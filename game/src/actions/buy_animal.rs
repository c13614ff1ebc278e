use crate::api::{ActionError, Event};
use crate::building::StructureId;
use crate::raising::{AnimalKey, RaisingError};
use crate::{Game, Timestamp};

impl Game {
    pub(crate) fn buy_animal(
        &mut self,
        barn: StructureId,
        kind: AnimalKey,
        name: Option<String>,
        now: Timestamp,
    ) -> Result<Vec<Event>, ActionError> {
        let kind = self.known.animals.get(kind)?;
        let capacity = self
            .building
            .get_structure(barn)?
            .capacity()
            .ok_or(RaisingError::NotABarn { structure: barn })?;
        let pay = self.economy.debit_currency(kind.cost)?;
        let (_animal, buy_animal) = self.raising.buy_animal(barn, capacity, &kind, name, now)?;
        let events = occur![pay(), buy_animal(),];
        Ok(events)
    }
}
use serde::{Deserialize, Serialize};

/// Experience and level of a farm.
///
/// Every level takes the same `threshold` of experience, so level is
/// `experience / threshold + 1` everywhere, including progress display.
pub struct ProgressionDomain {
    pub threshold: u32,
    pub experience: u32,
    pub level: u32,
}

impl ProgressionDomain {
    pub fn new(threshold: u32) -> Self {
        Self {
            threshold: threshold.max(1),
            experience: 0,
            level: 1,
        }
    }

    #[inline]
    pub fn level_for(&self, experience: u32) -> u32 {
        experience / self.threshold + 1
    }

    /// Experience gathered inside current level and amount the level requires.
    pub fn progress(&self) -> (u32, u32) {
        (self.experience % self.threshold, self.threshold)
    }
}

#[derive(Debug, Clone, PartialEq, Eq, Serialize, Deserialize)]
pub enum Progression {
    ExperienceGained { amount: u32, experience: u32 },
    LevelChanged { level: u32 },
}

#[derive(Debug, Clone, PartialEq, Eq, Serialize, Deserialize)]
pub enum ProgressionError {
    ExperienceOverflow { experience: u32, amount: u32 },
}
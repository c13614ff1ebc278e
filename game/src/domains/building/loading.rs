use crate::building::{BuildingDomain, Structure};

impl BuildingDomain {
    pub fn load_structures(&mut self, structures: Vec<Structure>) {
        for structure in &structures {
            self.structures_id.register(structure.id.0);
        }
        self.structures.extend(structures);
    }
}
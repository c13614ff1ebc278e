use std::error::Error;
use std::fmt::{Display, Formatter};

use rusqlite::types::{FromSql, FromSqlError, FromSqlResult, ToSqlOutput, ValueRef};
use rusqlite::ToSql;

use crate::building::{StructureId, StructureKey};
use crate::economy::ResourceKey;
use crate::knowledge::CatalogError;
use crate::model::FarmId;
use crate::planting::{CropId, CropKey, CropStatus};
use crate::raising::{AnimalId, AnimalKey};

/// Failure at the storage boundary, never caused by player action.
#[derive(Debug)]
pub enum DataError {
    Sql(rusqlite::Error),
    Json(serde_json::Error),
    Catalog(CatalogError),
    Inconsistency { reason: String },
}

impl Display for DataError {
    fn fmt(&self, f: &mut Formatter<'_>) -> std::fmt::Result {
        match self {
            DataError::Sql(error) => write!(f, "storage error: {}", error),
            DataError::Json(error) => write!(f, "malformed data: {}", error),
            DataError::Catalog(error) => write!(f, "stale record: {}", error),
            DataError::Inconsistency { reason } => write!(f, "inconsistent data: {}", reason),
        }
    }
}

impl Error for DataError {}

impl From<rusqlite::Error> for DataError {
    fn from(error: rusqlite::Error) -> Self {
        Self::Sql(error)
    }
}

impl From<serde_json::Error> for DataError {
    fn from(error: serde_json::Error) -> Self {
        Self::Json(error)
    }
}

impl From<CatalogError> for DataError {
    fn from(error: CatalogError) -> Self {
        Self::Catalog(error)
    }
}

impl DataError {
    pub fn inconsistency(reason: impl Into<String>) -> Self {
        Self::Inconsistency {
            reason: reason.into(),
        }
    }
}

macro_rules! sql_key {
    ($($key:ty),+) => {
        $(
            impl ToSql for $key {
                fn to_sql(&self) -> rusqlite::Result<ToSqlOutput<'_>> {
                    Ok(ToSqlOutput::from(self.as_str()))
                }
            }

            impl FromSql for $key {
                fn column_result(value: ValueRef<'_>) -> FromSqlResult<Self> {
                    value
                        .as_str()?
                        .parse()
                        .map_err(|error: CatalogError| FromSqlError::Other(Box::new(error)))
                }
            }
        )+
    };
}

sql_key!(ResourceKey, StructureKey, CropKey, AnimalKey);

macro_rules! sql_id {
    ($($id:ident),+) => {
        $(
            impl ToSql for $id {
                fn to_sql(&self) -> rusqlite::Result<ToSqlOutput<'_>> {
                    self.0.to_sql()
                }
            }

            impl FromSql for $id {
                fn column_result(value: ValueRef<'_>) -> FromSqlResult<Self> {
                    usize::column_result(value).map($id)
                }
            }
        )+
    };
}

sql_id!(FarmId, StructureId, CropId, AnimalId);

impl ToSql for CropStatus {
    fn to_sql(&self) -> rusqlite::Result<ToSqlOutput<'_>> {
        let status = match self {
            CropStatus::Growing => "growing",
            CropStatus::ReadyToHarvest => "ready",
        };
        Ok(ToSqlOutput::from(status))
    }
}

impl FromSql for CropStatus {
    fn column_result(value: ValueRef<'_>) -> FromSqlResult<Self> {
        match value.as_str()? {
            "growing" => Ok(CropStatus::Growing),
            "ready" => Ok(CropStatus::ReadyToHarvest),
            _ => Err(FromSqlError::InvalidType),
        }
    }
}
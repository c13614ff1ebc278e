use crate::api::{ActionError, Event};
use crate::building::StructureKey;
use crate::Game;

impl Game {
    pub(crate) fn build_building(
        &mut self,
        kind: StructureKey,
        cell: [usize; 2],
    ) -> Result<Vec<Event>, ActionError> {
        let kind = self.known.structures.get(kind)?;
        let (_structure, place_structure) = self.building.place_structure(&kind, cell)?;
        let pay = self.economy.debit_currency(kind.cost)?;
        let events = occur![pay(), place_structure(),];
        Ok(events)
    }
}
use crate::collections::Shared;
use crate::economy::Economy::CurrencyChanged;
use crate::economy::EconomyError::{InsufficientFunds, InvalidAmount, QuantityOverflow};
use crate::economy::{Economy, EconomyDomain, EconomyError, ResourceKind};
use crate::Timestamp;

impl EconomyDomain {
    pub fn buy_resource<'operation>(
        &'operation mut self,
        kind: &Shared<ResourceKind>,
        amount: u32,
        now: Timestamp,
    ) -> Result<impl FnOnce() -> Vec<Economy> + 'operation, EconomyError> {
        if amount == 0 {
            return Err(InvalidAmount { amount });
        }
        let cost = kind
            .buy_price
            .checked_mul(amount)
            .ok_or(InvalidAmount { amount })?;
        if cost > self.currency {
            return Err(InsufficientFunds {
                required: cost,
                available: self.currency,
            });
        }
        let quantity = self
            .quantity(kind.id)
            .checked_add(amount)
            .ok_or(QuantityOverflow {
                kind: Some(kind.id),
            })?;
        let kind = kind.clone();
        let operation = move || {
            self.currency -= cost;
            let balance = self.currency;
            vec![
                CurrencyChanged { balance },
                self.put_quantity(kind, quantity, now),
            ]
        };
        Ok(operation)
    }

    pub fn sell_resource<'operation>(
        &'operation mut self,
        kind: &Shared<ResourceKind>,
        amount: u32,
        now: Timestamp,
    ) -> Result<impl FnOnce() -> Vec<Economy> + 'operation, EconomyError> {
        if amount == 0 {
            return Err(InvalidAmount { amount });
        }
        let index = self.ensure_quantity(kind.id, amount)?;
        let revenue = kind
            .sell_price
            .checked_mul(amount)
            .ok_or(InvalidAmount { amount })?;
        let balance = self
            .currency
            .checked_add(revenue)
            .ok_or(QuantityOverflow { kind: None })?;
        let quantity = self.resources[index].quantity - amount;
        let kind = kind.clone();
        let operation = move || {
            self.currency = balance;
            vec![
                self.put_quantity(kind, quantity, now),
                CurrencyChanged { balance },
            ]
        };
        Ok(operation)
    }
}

+++

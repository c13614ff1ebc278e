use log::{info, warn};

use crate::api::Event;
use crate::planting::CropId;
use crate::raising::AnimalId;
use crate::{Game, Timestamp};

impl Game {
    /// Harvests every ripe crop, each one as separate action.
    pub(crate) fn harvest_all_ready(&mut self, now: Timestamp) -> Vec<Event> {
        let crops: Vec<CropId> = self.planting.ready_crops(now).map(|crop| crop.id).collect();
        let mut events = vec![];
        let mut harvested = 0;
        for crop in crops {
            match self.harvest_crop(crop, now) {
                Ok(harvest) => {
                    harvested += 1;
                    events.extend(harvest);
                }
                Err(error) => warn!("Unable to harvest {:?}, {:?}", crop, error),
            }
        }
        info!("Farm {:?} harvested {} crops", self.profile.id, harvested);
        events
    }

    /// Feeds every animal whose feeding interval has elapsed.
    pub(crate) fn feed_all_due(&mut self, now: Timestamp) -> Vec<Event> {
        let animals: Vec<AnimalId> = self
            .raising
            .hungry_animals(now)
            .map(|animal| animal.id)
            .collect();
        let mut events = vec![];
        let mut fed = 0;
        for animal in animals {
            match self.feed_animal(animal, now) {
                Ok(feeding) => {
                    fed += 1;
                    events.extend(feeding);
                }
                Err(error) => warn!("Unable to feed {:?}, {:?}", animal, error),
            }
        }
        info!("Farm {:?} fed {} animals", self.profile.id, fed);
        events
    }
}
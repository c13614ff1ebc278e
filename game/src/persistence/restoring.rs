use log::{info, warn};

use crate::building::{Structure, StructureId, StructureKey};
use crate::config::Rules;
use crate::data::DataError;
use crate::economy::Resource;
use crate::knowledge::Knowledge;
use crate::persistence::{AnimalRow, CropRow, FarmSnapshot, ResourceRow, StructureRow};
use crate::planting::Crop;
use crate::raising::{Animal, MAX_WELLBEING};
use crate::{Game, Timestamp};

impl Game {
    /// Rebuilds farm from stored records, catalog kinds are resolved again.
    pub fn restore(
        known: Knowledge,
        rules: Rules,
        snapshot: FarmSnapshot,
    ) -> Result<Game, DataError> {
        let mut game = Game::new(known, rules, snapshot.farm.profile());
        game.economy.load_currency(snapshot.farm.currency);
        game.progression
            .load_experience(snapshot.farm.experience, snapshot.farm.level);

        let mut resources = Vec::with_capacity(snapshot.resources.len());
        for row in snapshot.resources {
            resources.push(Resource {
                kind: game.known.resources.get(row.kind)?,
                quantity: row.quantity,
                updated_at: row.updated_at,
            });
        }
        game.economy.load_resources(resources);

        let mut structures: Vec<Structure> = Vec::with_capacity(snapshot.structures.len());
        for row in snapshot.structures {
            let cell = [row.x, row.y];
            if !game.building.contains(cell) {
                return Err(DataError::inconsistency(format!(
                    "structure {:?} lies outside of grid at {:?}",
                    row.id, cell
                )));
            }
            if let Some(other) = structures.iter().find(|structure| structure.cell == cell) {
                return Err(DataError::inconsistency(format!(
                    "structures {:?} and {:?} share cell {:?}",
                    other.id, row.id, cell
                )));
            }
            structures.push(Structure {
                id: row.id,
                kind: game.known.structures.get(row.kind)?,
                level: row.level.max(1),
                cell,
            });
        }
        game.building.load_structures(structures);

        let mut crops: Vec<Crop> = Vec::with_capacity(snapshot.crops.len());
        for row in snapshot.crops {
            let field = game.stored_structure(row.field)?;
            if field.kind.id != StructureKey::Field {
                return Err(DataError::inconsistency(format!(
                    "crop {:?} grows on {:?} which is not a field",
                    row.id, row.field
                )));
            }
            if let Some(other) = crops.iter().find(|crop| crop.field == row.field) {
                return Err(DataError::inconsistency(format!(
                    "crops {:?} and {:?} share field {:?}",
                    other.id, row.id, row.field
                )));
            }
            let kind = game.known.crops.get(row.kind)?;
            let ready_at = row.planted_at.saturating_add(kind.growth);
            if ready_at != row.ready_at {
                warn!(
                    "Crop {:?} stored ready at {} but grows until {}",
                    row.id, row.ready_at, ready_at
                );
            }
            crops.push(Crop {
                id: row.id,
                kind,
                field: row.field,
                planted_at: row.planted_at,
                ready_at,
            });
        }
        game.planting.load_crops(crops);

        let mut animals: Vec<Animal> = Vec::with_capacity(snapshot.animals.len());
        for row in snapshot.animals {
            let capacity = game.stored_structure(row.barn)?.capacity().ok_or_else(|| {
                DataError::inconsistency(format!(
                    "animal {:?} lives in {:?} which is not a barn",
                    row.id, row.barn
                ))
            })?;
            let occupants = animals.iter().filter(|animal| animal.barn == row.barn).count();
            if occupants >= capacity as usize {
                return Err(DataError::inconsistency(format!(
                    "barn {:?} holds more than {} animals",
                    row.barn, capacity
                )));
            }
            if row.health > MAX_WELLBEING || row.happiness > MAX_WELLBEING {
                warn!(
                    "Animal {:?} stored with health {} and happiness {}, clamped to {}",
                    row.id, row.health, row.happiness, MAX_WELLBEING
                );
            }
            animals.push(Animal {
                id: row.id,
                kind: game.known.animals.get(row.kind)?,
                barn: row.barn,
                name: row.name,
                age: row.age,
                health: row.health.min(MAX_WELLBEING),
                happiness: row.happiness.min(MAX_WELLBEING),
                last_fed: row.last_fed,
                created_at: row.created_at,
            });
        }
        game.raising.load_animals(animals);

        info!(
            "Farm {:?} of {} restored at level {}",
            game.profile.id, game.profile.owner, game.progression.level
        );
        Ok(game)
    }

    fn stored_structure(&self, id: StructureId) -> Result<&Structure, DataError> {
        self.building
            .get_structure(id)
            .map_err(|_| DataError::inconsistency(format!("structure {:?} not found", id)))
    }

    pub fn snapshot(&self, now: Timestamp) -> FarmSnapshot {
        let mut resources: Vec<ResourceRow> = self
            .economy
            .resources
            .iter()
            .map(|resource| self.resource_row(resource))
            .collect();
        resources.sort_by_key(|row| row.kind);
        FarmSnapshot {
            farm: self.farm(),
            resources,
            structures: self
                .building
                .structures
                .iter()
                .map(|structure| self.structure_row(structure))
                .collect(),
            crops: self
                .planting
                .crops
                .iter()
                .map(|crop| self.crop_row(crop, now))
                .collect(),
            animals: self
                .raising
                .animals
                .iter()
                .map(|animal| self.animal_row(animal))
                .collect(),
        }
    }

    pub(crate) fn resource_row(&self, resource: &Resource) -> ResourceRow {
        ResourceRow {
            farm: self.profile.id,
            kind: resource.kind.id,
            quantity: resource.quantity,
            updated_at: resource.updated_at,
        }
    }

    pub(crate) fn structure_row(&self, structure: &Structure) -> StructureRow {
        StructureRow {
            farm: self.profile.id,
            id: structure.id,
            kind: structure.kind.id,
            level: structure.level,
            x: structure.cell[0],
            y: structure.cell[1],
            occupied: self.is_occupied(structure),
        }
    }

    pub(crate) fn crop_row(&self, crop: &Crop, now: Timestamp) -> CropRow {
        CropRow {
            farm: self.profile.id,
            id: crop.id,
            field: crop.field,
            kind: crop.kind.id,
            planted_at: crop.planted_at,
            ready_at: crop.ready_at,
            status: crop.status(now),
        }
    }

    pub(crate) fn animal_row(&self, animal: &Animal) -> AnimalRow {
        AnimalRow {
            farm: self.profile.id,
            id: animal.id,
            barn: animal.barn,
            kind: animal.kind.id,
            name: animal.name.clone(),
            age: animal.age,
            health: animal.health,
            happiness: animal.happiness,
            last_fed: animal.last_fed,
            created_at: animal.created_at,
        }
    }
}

+++

§ Aim of the task: Reproduce only the lines above, starting at the line with "filename game/src/actions/buy_animal.rs" and ending at the line with "let (_animal, buy_animal)", exactly as written.

§ Solution for this exercise:
filename game/src/actions/buy_animal.rs
repository c13614ff1ebc278e
use crate::api::{ActionError, Event};
use crate::building::StructureId;
use crate::raising::{AnimalKey, RaisingError};
use crate::{Game, Timestamp};

impl Game {
    pub(crate) fn buy_animal(
        &mut self,
        barn: StructureId,
        kind: AnimalKey,
        name: Option<String>,
        now: Timestamp,
    ) -> Result<Vec<Event>, ActionError> {
        let kind = self.known.animals.get(kind)?;
        let capacity = self
            .building
            .get_structure(barn)?
            .capacity()
            .ok_or(RaisingError::NotABarn { structure: barn })?;
        let pay = self.economy.debit_currency(kind.cost)?;
        let (_animal, buy_animal) = self.raising.buy_animal(barn, capacity, &kind, name, now)?;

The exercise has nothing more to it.